== Your goal ==
Look below for the line that has "pub const TRACING_TARGET_RETRY: &str". Set down the lines from there through the line that has "one batched write.", exactly as written.

== Provided material ==
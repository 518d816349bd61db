//! Loading the input collection and walking it.

use std::io::Write;
use std::path::Path;
use std::sync::{Arc, Mutex};
use std::sync::atomic::{AtomicU64, Ordering};

use anyhow::Context;
use pagewalk_core::{DocumentStore, Entity};
use pagewalk_iter::{ConsumerResult, EntityPager, Flow, IterationConfig, IterationResult};
use pagewalk_repo::{NewEntity, Repository};

use crate::TRACING_TARGET_WALK;

/// Outcome of a walk.
#[derive(Debug)]
pub(crate) struct WalkSummary {
    /// Result reported by the pager.
    pub result: IterationResult,
    /// Entities written to the output.
    pub emitted: u64,
}

/// Loads a JSON array of records from `path` into the repository.
///
/// Returns the number of created entities.
pub(crate) async fn load<S>(repo: &Repository<S>, path: &Path) -> anyhow::Result<usize>
where
    S: DocumentStore + ?Sized,
{
    let raw = tokio::fs::read_to_string(path)
        .await
        .with_context(|| format!("failed to read input file '{}'", path.display()))?;

    let drafts: Vec<NewEntity> = serde_json::from_str(&raw)
        .with_context(|| format!("input file '{}' is not a JSON array of objects", path.display()))?;

    let created = repo
        .create_many(drafts)
        .await
        .context("failed to load records")?;

    tracing::info!(
        target: TRACING_TARGET_WALK,
        path = %path.display(),
        entities = created.len(),
        "Input loaded"
    );

    Ok(created.len())
}

/// Walks the collection, writing each visited entity as one JSON line to `out`.
///
/// With a `limit`, entities past the limit are skipped and the walk ends
/// after the page holding the last emitted entity.
pub(crate) async fn walk<S, W>(
    pager: &EntityPager<S>,
    config: &IterationConfig,
    limit: Option<u64>,
    out: W,
) -> anyhow::Result<WalkSummary>
where
    S: DocumentStore + ?Sized,
    W: Write + Send,
{
    let out = Mutex::new(out);
    let emitted = AtomicU64::new(0);

    let result = {
        let (out, emitted) = (&out, &emitted);
        pager
            .iterate(config, move |entity: Arc<Entity>| async move {
                emit(out, emitted, limit, &entity)
            })
            .await
    };

    let result = result.map_err(|err| {
        tracing::error!(
            target: TRACING_TARGET_WALK,
            total = err.total_number_of_results(),
            last_processed_id = ?err.last_processed_id(),
            "Walk failed, resume with --start-after the last processed id"
        );
        anyhow::Error::new(err)
    })?;

    let mut out = out
        .into_inner()
        .map_err(|_| anyhow::anyhow!("output lock poisoned"))?;
    out.flush().context("failed to flush output")?;

    Ok(WalkSummary {
        result,
        emitted: emitted.into_inner(),
    })
}

/// Writes one entity unless the limit is already reached.
fn emit<W>(
    out: &Mutex<W>,
    emitted: &AtomicU64,
    limit: Option<u64>,
    entity: &Entity,
) -> ConsumerResult
where
    W: Write,
{
    let reserved = emitted.fetch_update(Ordering::SeqCst, Ordering::SeqCst, |count| match limit {
        Some(limit) if count >= limit => None,
        _ => Some(count + 1),
    });
    let Ok(previous) = reserved else {
        return Ok(Flow::Stop);
    };

    let line = serde_json::to_string(entity)?;
    let mut out = out.lock().map_err(|_| "output lock poisoned")?;
    writeln!(out, "{line}")?;

    Ok(Flow::stop_if(limit == Some(previous + 1)))
}
#![forbid(unsafe_code)]
#![cfg_attr(docsrs, feature(doc_cfg))]
#![doc = include_str!("../README.md")]

// Tracing target constants for consistent logging.

/// Tracing target for single-record operations.
///
/// Use this target for logging creates, updates and deletes of one entity.
pub const TRACING_TARGET_REPOSITORY: &str = "pagewalk_repo::repository";

/// Tracing target for chunked batch writes.
///
/// Use this target for logging group splits, committed counts and failed groups.
pub const TRACING_TARGET_BATCH: &str = "pagewalk_repo::batch";

/// Tracing target for retries of optimistic updates.
pub const TRACING_TARGET_RETRY: &str = "pagewalk_repo::retry";

mod batch;
mod error;
mod repository;
mod retry;

pub use error::{Error, Result};
pub use pagewalk_core::{DocumentStore, Entity};
pub use pagewalk_iter::EntityPager;
pub use repository::{NewEntity, Repository};
pub use retry::RetryConfig;
//! Document store abstraction.

use jiff::Timestamp;

use crate::{Entity, Result, StoreQuery};

/// Maximum number of entities a store accepts in one batched write.
pub const MAX_BATCH_SIZE: usize = 500;

/// Async seam to a remote document store.
///
/// Implementations execute the store-native query shape and batched writes.
/// Nothing above this trait knows how records are persisted or transported.
#[async_trait::async_trait]
pub trait DocumentStore: Send + Sync {
    /// Executes a query and returns the matching entities in query order.
    ///
    /// When `query.start_after` is set, results start strictly after that
    /// entity's position in the established sort order.
    async fn query(&self, query: &StoreQuery) -> Result<Vec<Entity>>;

    /// Fetches a single entity by id.
    async fn get_by_id(&self, id: &str) -> Result<Option<Entity>>;

    /// Inserts a group of new entities.
    ///
    /// The group is applied atomically; any existing id fails the whole group.
    async fn create_batch(&self, entities: Vec<Entity>) -> Result<()>;

    /// Replaces a group of existing entities.
    ///
    /// The group is applied atomically; any missing id fails the whole group.
    async fn update_batch(&self, entities: Vec<Entity>) -> Result<()>;

    /// Removes a group of entities by id. Missing ids are ignored.
    async fn delete_batch(&self, ids: Vec<String>) -> Result<()>;

    /// Replaces `entity` only if the stored copy was last written at `expected_updated_at`.
    ///
    /// Returns `false` when the precondition does not hold.
    async fn update_if_unchanged(
        &self,
        entity: Entity,
        expected_updated_at: Timestamp,
    ) -> Result<bool>;

    /// Largest group accepted by the batched write calls.
    fn max_batch_size(&self) -> usize {
        MAX_BATCH_SIZE
    }
}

== Solution to the exercise ==
pub const TRACING_TARGET_RETRY: &str = "pagewalk_repo::retry";

mod batch;
mod error;
mod repository;
mod retry;

pub use error::{Error, Result};
pub use pagewalk_core::{DocumentStore, Entity};
pub use pagewalk_iter::EntityPager;
pub use repository::{NewEntity, Repository};
pub use retry::RetryConfig;
//! Document store abstraction.

use jiff::Timestamp;

use crate::{Entity, Result, StoreQuery};

/// Maximum number of entities a store accepts in one batched write.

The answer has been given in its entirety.